**Task description:**
The response must contain every record, repeated exactly.

---

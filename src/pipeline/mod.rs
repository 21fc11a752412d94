//! Reading order pipeline for slide shapes.
//!
//! ```text
//! &[S: Shape]  (+ ReadingOrderContext: page rect, exclusions)
//!     ↓
//! [PlacedShape::measure] (bbox, anchor, text height per shape)
//!     ↓
//! [ReadingOrderStrategy] (XY-Cut leaf regions, or the whole page)
//!     ↓
//! [regions_to_rows] (row grouping per region)
//!     ↓
//! ReadingOrder (shapes in order, with row/region boundaries)
//! ```
//!
//! Ordering is total: once the configuration has been validated, every
//! call returns a permutation of the (filtered) input. Unreadable geometry
//! degrades the call to plain row grouping and is reported through
//! [`ReadingOrderSource::Fallback`] and a `log::warn!`, never an error.

pub mod config;
pub mod ordered_shape;
pub mod reading_order;

// Re-export main types
pub use config::{
    AdaptiveThresholdConfig, ReadingOrderConfig, ReadingOrderStrategyType, RowThreshold,
    XYCutConfig,
};
pub use ordered_shape::{OrderedShape, ReadingOrder, ReadingOrderSource};
pub use reading_order::{
    create_strategy, regions_to_rows, Partition, ReadingOrderContext, ReadingOrderStrategy,
    RegionRow, SimpleStrategy, XYCutStrategy,
};

use crate::error::Result;
use crate::layout::PlacedShape;
use crate::shape::Shape;

/// The reading order pipeline - orchestrates measuring, partitioning and
/// row grouping for one page at a time.
///
/// A pipeline holds no per-call state and can be shared between threads.
pub struct ReadingOrderPipeline {
    config: ReadingOrderConfig,
    strategy: Box<dyn ReadingOrderStrategy>,
}

impl ReadingOrderPipeline {
    /// Create a new pipeline with default configuration.
    pub fn new() -> Self {
        let config = ReadingOrderConfig::default();
        let strategy = create_strategy(&config);
        Self { config, strategy }
    }

    /// Create a pipeline with custom configuration.
    ///
    /// # Errors
    ///
    /// Returns [`Error::InvalidConfig`](crate::Error::InvalidConfig) when a
    /// tunable is out of range.
    pub fn with_config(config: ReadingOrderConfig) -> Result<Self> {
        config.validate()?;
        let strategy = create_strategy(&config);
        Ok(Self { config, strategy })
    }

    /// Order the shapes of one page.
    ///
    /// Shapes whose identity is in `context.exclude` are dropped first. The
    /// page rectangle of the context, when present and finite, is the root
    /// region; otherwise the union of the shapes' boxes is used.
    ///
    /// A lone full-width title cannot form a band of its own and is read as
    /// part of a column; exclude it with
    /// [`ReadingOrderContext::with_excluded`] and render it separately.
    ///
    /// # Examples
    ///
    /// ```
    /// use shape_order::pipeline::{ReadingOrderContext, ReadingOrderPipeline};
    /// use shape_order::shape::SlideShape;
    ///
    /// let shapes = vec![
    ///     SlideShape::new(2, 150.0, 12.0, 100.0, 20.0),
    ///     SlideShape::new(1, 0.0, 10.0, 100.0, 20.0),
    /// ];
    /// let pipeline = ReadingOrderPipeline::new();
    /// let order = pipeline.process(&shapes, &ReadingOrderContext::new());
    /// assert_eq!(order.ids(), vec![1, 2]);
    /// ```
    pub fn process<'a, S: Shape>(
        &self,
        shapes: &'a [S],
        context: &ReadingOrderContext<S::Id>,
    ) -> ReadingOrder<'a, S> {
        let kept: Vec<&'a S> = shapes
            .iter()
            .filter(|s| !context.exclude.contains(&s.id()))
            .collect();

        let placed: Vec<PlacedShape> = kept
            .iter()
            .enumerate()
            .map(|(i, s)| PlacedShape::measure(i, *s))
            .collect();

        let page = context.root_region();
        if page.is_none() && context.page_bbox.is_some() {
            log::debug!(
                "Page {}: page rectangle is not finite, deriving region from shapes",
                context.page_number
            );
        }

        let partition = self.strategy.partition(placed, page);
        let rows = regions_to_rows(
            &partition.regions,
            self.config.row_threshold,
            &self.config.adaptive_threshold,
        );

        log::debug!(
            "Page {}: {} shapes ({} excluded) -> {} regions, {} rows via {} ({})",
            context.page_number,
            kept.len(),
            shapes.len() - kept.len(),
            partition.regions.len(),
            rows.len(),
            self.strategy.name(),
            partition.source.name()
        );

        let mut ordered = Vec::with_capacity(kept.len());
        for (row_index, region_row) in rows.into_iter().enumerate() {
            for placed in region_row.row {
                ordered.push(OrderedShape {
                    shape: kept[placed.index],
                    reading_order: ordered.len(),
                    row: row_index,
                    region: region_row.region,
                    source: partition.source,
                });
            }
        }

        ReadingOrder::new(ordered, partition.source)
    }

    /// Get the current configuration.
    pub fn config(&self) -> &ReadingOrderConfig {
        &self.config
    }
}

impl Default for ReadingOrderPipeline {
    fn default() -> Self {
        Self::new()
    }
}

/// Order shapes top-to-bottom, left-to-right, column-aware when the
/// configuration enables XY-Cut.
///
/// Returns the flat sequence of the rows produced by
/// [`group_shapes_by_visual_rows`].
pub fn sort_shapes_by_visual_position<'a, S: Shape>(
    shapes: &'a [S],
    config: &ReadingOrderConfig,
    context: &ReadingOrderContext<S::Id>,
) -> Result<Vec<&'a S>> {
    let pipeline = ReadingOrderPipeline::with_config(config.clone())?;
    Ok(pipeline.process(shapes, context).shapes())
}

/// Group shapes into visual rows, rows in reading order.
pub fn group_shapes_by_visual_rows<'a, S: Shape>(
    shapes: &'a [S],
    config: &ReadingOrderConfig,
    context: &ReadingOrderContext<S::Id>,
) -> Result<Vec<Vec<&'a S>>> {
    let pipeline = ReadingOrderPipeline::with_config(config.clone())?;
    Ok(pipeline.process(shapes, context).rows())
}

---

**Result for this task:**
filename src/pipeline/mod.rs
repository 21fc11a752412d94
//! Reading order pipeline for slide shapes.
//!
//! ```text
//! &[S: Shape]  (+ ReadingOrderContext: page rect, exclusions)
//!     ↓
//! [PlacedShape::measure] (bbox, anchor, text height per shape)
//!     ↓
//! [ReadingOrderStrategy] (XY-Cut leaf regions, or the whole page)
//!     ↓
//! [regions_to_rows] (row grouping per region)
//!     ↓
//! ReadingOrder (shapes in order, with row/region boundaries)
//! ```
//!
//! Ordering is total: once the configuration has been validated, every
//! call returns a permutation of the (filtered) input. Unreadable geometry
//! degrades the call to plain row grouping and is reported through
//! [`ReadingOrderSource::Fallback`] and a `log::warn!`, never an error.

pub mod config;
pub mod ordered_shape;
pub mod reading_order;

// Re-export main types
pub use config::{
    AdaptiveThresholdConfig, ReadingOrderConfig, ReadingOrderStrategyType, RowThreshold,
    XYCutConfig,
};
pub use ordered_shape::{OrderedShape, ReadingOrder, ReadingOrderSource};
pub use reading_order::{
    create_strategy, regions_to_rows, Partition, ReadingOrderContext, ReadingOrderStrategy,
    RegionRow, SimpleStrategy, XYCutStrategy,
};

use crate::error::Result;
use crate::layout::PlacedShape;
use crate::shape::Shape;

/// The reading order pipeline - orchestrates measuring, partitioning and
/// row grouping for one page at a time.
///
/// A pipeline holds no per-call state and can be shared between threads.
pub struct ReadingOrderPipeline {
    config: ReadingOrderConfig,
    strategy: Box<dyn ReadingOrderStrategy>,
}

impl ReadingOrderPipeline {
    /// Create a new pipeline with default configuration.
    pub fn new() -> Self {
        let config = ReadingOrderConfig::default();
        let strategy = create_strategy(&config);
        Self { config, strategy }
    }

    /// Create a pipeline with custom configuration.
    ///
    /// # Errors
    ///
    /// Returns [`Error::InvalidConfig`](crate::Error::InvalidConfig) when a
    /// tunable is out of range.
    pub fn with_config(config: ReadingOrderConfig) -> Result<Self> {
        config.validate()?;
        let strategy = create_strategy(&config);
        Ok(Self { config, strategy })
    }

    /// Order the shapes of one page.
    ///
    /// Shapes whose identity is in `context.exclude` are dropped first. The
    /// page rectangle of the context, when present and finite, is the root
    /// region; otherwise the union of the shapes' boxes is used.
    ///
    /// A lone full-width title cannot form a band of its own and is read as
    /// part of a column; exclude it with
    /// [`ReadingOrderContext::with_excluded`] and render it separately.
    ///
    /// # Examples
    ///
    /// ```
    /// use shape_order::pipeline::{ReadingOrderContext, ReadingOrderPipeline};
    /// use shape_order::shape::SlideShape;
    ///
    /// let shapes = vec![
    ///     SlideShape::new(2, 150.0, 12.0, 100.0, 20.0),
    ///     SlideShape::new(1, 0.0, 10.0, 100.0, 20.0),
    /// ];
    /// let pipeline = ReadingOrderPipeline::new();
    /// let order = pipeline.process(&shapes, &ReadingOrderContext::new());
    /// assert_eq!(order.ids(), vec![1, 2]);
    /// ```
    pub fn process<'a, S: Shape>(
        &self,
        shapes: &'a [S],
        context: &ReadingOrderContext<S::Id>,
    ) -> ReadingOrder<'a, S> {
        let kept: Vec<&'a S> = shapes
            .iter()
            .filter(|s| !context.exclude.contains(&s.id()))
            .collect();

        let placed: Vec<PlacedShape> = kept
            .iter()
            .enumerate()
            .map(|(i, s)| PlacedShape::measure(i, *s))
            .collect();

        let page = context.root_region();
        if page.is_none() && context.page_bbox.is_some() {
            log::debug!(
                "Page {}: page rectangle is not finite, deriving region from shapes",
                context.page_number
            );
        }

        let partition = self.strategy.partition(placed, page);
        let rows = regions_to_rows(
            &partition.regions,
            self.config.row_threshold,
            &self.config.adaptive_threshold,
        );

        log::debug!(
            "Page {}: {} shapes ({} excluded) -> {} regions, {} rows via {} ({})",
            context.page_number,
            kept.len(),
            shapes.len() - kept.len(),
            partition.regions.len(),
            rows.len(),
            self.strategy.name(),
            partition.source.name()
        );

        let mut ordered = Vec::with_capacity(kept.len());
        for (row_index, region_row) in rows.into_iter().enumerate() {
            for placed in region_row.row {
                ordered.push(OrderedShape {
                    shape: kept[placed.index],
                    reading_order: ordered.len(),
                    row: row_index,
                    region: region_row.region,
                    source: partition.source,
                });
            }
        }

        ReadingOrder::new(ordered, partition.source)
    }

    /// Get the current configuration.
    pub fn config(&self) -> &ReadingOrderConfig {
        &self.config
    }
}

impl Default for ReadingOrderPipeline {
    fn default() -> Self {
        Self::new()
    }
}

/// Order shapes top-to-bottom, left-to-right, column-aware when the
/// configuration enables XY-Cut.
///
/// Returns the flat sequence of the rows produced by
/// [`group_shapes_by_visual_rows`].
pub fn sort_shapes_by_visual_position<'a, S: Shape>(
    shapes: &'a [S],
    config: &ReadingOrderConfig,
    context: &ReadingOrderContext<S::Id>,
) -> Result<Vec<&'a S>> {
    let pipeline = ReadingOrderPipeline::with_config(config.clone())?;
    Ok(pipeline.process(shapes, context).shapes())
}

/// Group shapes into visual rows, rows in reading order.
pub fn group_shapes_by_visual_rows<'a, S: Shape>(
    shapes: &'a [S],
    config: &ReadingOrderConfig,
    context: &ReadingOrderContext<S::Id>,
) -> Result<Vec<Vec<&'a S>>> {
    let pipeline = ReadingOrderPipeline::with_config(config.clone())?;
    Ok(pipeline.process(shapes, context).rows())
}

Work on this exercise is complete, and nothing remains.